The project DHARMA: The Domestication of “Hindu” Asceticism and the Religious Making of South and Southeast Asia (2019–2015), will be launched on May 1st 2019. The ERC funds are awarded through the European Union’s Research and Innovation Programme Horizon 2020. The project’s three Principal Investigators are Emmanuel Francis (CEIAS), Arlo Griffiths (EFEO) and Annette Schmiedchen (UBER).

The project will focus on the religion known today as “Hinduism”, a major world religion and the main religion of the world’s largest democracy, India. But this history is not limited to India. DHARMA will study the history of “Hinduism” in comparative perspective, focusing on the period from the 6th to the 13th century. During this period, the Bay of Bengal served as a maritime highway for intense cultural exchange. The resulting process of “Indianization”, marked notably by the spread of “Hinduism”, of an Indian writing system, and of India’s sacred language Sanskrit, touched large parts of South and Southeast Asia.

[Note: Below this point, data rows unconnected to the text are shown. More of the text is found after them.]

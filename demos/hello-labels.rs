use label_sheet::render::{render_layout, FileNaming, GeometryJsonRenderer};
use label_sheet::{layout, AdhesiveStyle, LabelSpec, Mm, SheetConfig, TextLine};

fn main() {
    let specs = vec![
        LabelSpec::new(Mm(80.0), Mm(25.0))
            .with_name("main switch")
            .with_quantity(4)
            .with_holes(2, Mm(3.5), Mm(5.0))
            .with_line(TextLine::new("MAIN SWITCH", Mm(8.0)))
            .with_line(TextLine::new("400V 3PH", Mm(4.0))),
        LabelSpec::new(Mm(40.0), Mm(12.0))
            .with_quantity(10)
            .with_colours("White", "Red")
            .with_line(TextLine::new("DANGER", Mm(6.0))),
        LabelSpec::new(Mm(100.0), Mm(30.0))
            .with_thickness(Mm(1.6))
            .with_style(AdhesiveStyle::NonAdhesive)
            .with_line(TextLine::new("EMERGENCY STOP", Mm(10.0))),
    ];

    let sheet = SheetConfig::new(Mm(300.0), Mm(200.0))
        .with_margin(Mm(5.0))
        .with_gap(Mm(2.0));
    let result = layout(&specs, &sheet).expect("sheet is valid");

    let mut renderer = GeometryJsonRenderer { pretty: true };
    let files = render_layout(&result, &mut renderer, &FileNaming::with_prefix("MLA "))
        .expect("can render sheets");

    std::fs::create_dir_all("out").expect("can create output directory");
    for file in files {
        let path = std::path::Path::new("out").join(&file.name);
        std::fs::write(&path, &file.contents).expect("can write sheet");
        println!("wrote {}", path.display());
    }
}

The Sanskrit word DHARMA can designate the cosmic law that is upheld both by gods and humans. But it is also often used to refer to any of the numerous temple-related foundations made to support this law. The DHARMA project seeks to understand the process of “institutionalization” of “Hinduism” by investigating the roles of various agents, from kings and noblemen to priests, monks and local communities. It emphasizes the social and material contexts of “Hinduism”. This emphasis requires a multi-regional, multi-scalar and multidisciplinary methodology in order to forge a real synergy of scholarship on premodern South and Southeast Asia.

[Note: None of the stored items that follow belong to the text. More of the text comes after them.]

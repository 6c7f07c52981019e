//! Row-based shelf packing of label copies onto print sheets.
//!
//! Units are placed strictly in input order: left to right along a row, rows
//! from the top of the sheet downwards, and a fresh sheet whenever the next
//! row would cross the bottom margin. There is no reordering, rotation or
//! best-fit search, so the printed order always follows the order the
//! designs were authored in.

use crate::engine::LabelDesign;
use crate::error::LayoutError;
use crate::sheet::*;
use crate::units::*;
use id_arena::{Arena, Id};
use serde::Serialize;
use tracing::{debug, warn};

/// A label copy that could not fit inside the usable area of its sheet.
/// It is still placed; the geometry simply overflows the sheet.
#[derive(Debug, Clone, PartialEq, Serialize)]
pub struct OversizeWarning {
    /// Name of the design, if it has one
    pub name: Option<String>,
    /// Size of the label
    pub size: Size,
    /// The usable area of the sheet inside its margins
    pub usable: Size,
    /// 1-based page the copy landed on
    pub page: u32,
    /// Which copy of the design overflowed, counting from zero
    pub copy: u32,
}

/// The sheets produced for one group, plus anything worth warning about
#[derive(Debug, Clone, Default)]
pub struct Arrangement {
    /// Sheets in page order
    pub sheets: Vec<Sheet>,
    /// Every copy that overflowed its sheet
    pub warnings: Vec<OversizeWarning>,
}

impl Arrangement {
    /// Total number of copies placed across every sheet
    pub fn placed_count(&self) -> usize {
        self.sheets.iter().map(Sheet::len).sum()
    }
}

/// Expand each design into its copies, keeping every copy of a design
/// together and the designs in their given order
pub fn expand<'a>(
    designs: &'a Arena<LabelDesign>,
    members: &'a [Id<LabelDesign>],
) -> impl Iterator<Item = PlacementUnit> + 'a {
    members.iter().flat_map(move |&id| {
        (0..designs[id].label.quantity).map(move |copy| PlacementUnit { design: id, copy })
    })
}

/// Pack the given designs (all from one group) onto as many sheets as needed
pub fn arrange(
    designs: &Arena<LabelDesign>,
    members: &[Id<LabelDesign>],
    config: &SheetConfig,
) -> Result<Arrangement, LayoutError> {
    config.validate()?;

    let usable = config.usable_size();
    let left = config.margin;
    let top = config.height - config.margin;
    let right = config.width - config.margin;
    let bottom = config.margin;

    let mut arrangement = Arrangement::default();
    let mut current: Vec<PlacedLabel> = Vec::new();
    let mut page = 1u32;

    let mut x = left;
    let mut y = top;
    let mut row_height: Option<Mm> = None;

    for unit in expand(designs, members) {
        let label = &designs[unit.design].label;
        let width = label.width.max(Mm(0.0));
        let height = label.height.max(Mm(0.0));
        let row = *row_height.get_or_insert(height);

        // wrap to the next row
        if x + width > right {
            x = left;
            y -= row + config.gap;
            row_height = Some(height);
        }

        // the row doesn't fit on what's left of the sheet
        if y - height < bottom {
            if !current.is_empty() {
                debug!(page, labels = current.len(), "sheet full");
                arrangement.sheets.push(Sheet {
                    page,
                    labels: std::mem::take(&mut current),
                });
                page += 1;
            }
            x = left;
            y = top;
            row_height = Some(height);
        }

        let size = Size::new(width, height);
        if !size.fits_within(&usable) {
            warn!(
                label = label.display_name(),
                width = width.0,
                height = height.0,
                usable_width = usable.width.0,
                usable_height = usable.height.0,
                "label is too large for the sheet and will overflow it"
            );
            arrangement.warnings.push(OversizeWarning {
                name: label.name.clone(),
                size,
                usable,
                page,
                copy: unit.copy,
            });
        }

        current.push(PlacedLabel {
            unit,
            origin: Point::new(x, y - height),
            size,
        });

        row_height = row_height.map(|r| r.max(height));
        x += width + config.gap;
    }

    if !current.is_empty() {
        debug!(page, labels = current.len(), "last sheet");
        arrangement.sheets.push(Sheet {
            page,
            labels: current,
        });
    }

    Ok(arrangement)
}

#[cfg(test)]
mod tests {
    use super::*;
    use crate::layout::TextFitter;
    use crate::LabelSpec;

    fn designs(specs: &[LabelSpec]) -> (Arena<LabelDesign>, Vec<Id<LabelDesign>>) {
        let fitter = TextFitter::default();
        let mut arena = Arena::new();
        let ids = specs
            .iter()
            .map(|s| arena.alloc(LabelDesign::new(s.resolve(), &fitter)))
            .collect();
        (arena, ids)
    }

    fn origins(sheet: &Sheet) -> Vec<(f32, f32)> {
        sheet
            .labels
            .iter()
            .map(|l| (l.origin.x.0, l.origin.y.0))
            .collect()
    }

    #[test]
    fn three_small_labels_share_one_row() {
        let spec = LabelSpec::new(Mm(50.0), Mm(20.0));
        let (arena, ids) = designs(&[spec.clone(), spec.clone(), spec]);
        let result = arrange(&arena, &ids, &SheetConfig::default()).unwrap();

        assert_eq!(result.sheets.len(), 1);
        assert_eq!(result.sheets[0].page, 1);
        assert_eq!(
            origins(&result.sheets[0]),
            vec![(0.0, 280.0), (50.0, 280.0), (100.0, 280.0)]
        );
        assert!(result.warnings.is_empty());
    }

    #[test]
    fn quantity_expands_consecutively() {
        let (arena, ids) = designs(&[
            LabelSpec::new(Mm(50.0), Mm(20.0)).with_quantity(2),
            LabelSpec::new(Mm(30.0), Mm(20.0)).with_quantity(0),
        ]);
        let units: Vec<(Id<LabelDesign>, u32)> =
            expand(&arena, &ids).map(|u| (u.design, u.copy)).collect();
        assert_eq!(units, vec![(ids[0], 0), (ids[0], 1), (ids[1], 0)]);
    }

    #[test]
    fn an_exactly_full_row_wraps_the_next_label() {
        let (arena, ids) = designs(&[LabelSpec::new(Mm(200.0), Mm(20.0)).with_quantity(4)]);
        let result = arrange(&arena, &ids, &SheetConfig::default()).unwrap();
        assert_eq!(
            origins(&result.sheets[0]),
            vec![(0.0, 280.0), (200.0, 280.0), (400.0, 280.0), (0.0, 260.0)]
        );
    }

    #[test]
    fn rows_drop_by_the_tallest_label_plus_gap() {
        let config = SheetConfig::new(Mm(100.0), Mm(100.0))
            .with_margin(Mm(5.0))
            .with_gap(Mm(2.0));
        let (arena, ids) = designs(&[
            LabelSpec::new(Mm(40.0), Mm(10.0)),
            LabelSpec::new(Mm(40.0), Mm(15.0)),
            LabelSpec::new(Mm(40.0), Mm(10.0)),
        ]);
        let result = arrange(&arena, &ids, &config).unwrap();
        assert_eq!(
            origins(&result.sheets[0]),
            vec![(5.0, 85.0), (47.0, 80.0), (5.0, 68.0)]
        );
    }

    #[test]
    fn overflowing_rows_start_a_new_sheet() {
        let config = SheetConfig::new(Mm(100.0), Mm(50.0));
        let (arena, ids) = designs(&[LabelSpec::new(Mm(50.0), Mm(20.0)).with_quantity(5)]);
        let result = arrange(&arena, &ids, &config).unwrap();

        assert_eq!(result.sheets.len(), 2);
        assert_eq!(result.sheets[0].len(), 4);
        assert_eq!(result.sheets[1].page, 2);
        assert_eq!(origins(&result.sheets[1]), vec![(0.0, 30.0)]);
        assert_eq!(result.placed_count(), 5);
    }

    #[test]
    fn oversized_labels_are_placed_with_a_warning() {
        let (arena, ids) = designs(&[LabelSpec::new(Mm(700.0), Mm(20.0)).with_name("banner")]);
        let result = arrange(&arena, &ids, &SheetConfig::default()).unwrap();

        assert_eq!(result.placed_count(), 1);
        // wraps past the empty first row
        assert_eq!(result.sheets[0].labels[0].origin.x, Mm(0.0));
        assert_eq!(result.sheets[0].labels[0].origin.y, Mm(260.0));
        assert_eq!(result.warnings.len(), 1);
        assert_eq!(result.warnings[0].name.as_deref(), Some("banner"));
        assert_eq!(result.warnings[0].page, 1);
    }

    #[test]
    fn a_too_tall_label_does_not_leave_an_empty_sheet() {
        let (arena, ids) = designs(&[LabelSpec::new(Mm(50.0), Mm(400.0)).with_quantity(2)]);
        let result = arrange(&arena, &ids, &SheetConfig::default()).unwrap();

        assert!(result.sheets.iter().all(|s| !s.is_empty()));
        assert_eq!(result.placed_count(), 2);
        assert_eq!(result.sheets[0].page, 1);
        assert_eq!(result.warnings.len(), 2);
    }

    #[test]
    fn negative_widths_never_move_the_cursor_back() {
        let (arena, ids) = designs(&[
            LabelSpec::new(Mm(50.0), Mm(20.0)),
            LabelSpec::new(Mm(-40.0), Mm(20.0)),
            LabelSpec::new(Mm(50.0), Mm(20.0)),
        ]);
        let result = arrange(&arena, &ids, &SheetConfig::default()).unwrap();
        let labels = &result.sheets[0].labels;
        assert_eq!(origins(&result.sheets[0]), vec![(0.0, 280.0), (50.0, 280.0), (50.0, 280.0)]);
        assert!(!labels[0].bounds().intersects(&labels[2].bounds()));
    }

    #[test]
    fn invalid_sheets_fail_before_packing() {
        let (arena, ids) = designs(&[LabelSpec::new(Mm(50.0), Mm(20.0))]);
        let config = SheetConfig::new(Mm(-1.0), Mm(300.0));
        assert!(arrange(&arena, &ids, &config).is_err());
    }

    #[test]
    fn empty_input_yields_no_sheets() {
        let (arena, ids) = designs(&[]);
        let result = arrange(&arena, &ids, &SheetConfig::default()).unwrap();
        assert!(result.sheets.is_empty());
    }
}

Our approach will be based on the correlation and contextualization of written evidence from inscriptions and manuscripts, as well as material evidence from temples and other kinds of archaeological sites. The project will be carried out in four task forces. Three regional task forces will focus, respectively, on the inscriptions and archaeological sites of the Tamil-speaking South of India (A), of Central through North-Eastern South Asia into what is today Myanmar (B), and of mainland plus insular Southeast Asia (C). A fourth, transversal task-force (D), led by Dominic Goodall (EFEO) and Florinda de Simini (UNO), will focus on textual material transmitted in manuscript form. For our operations in Asia, the EFEO regional centres in Pondicherry, Siem Reap, and Jakarta will serve as anchors.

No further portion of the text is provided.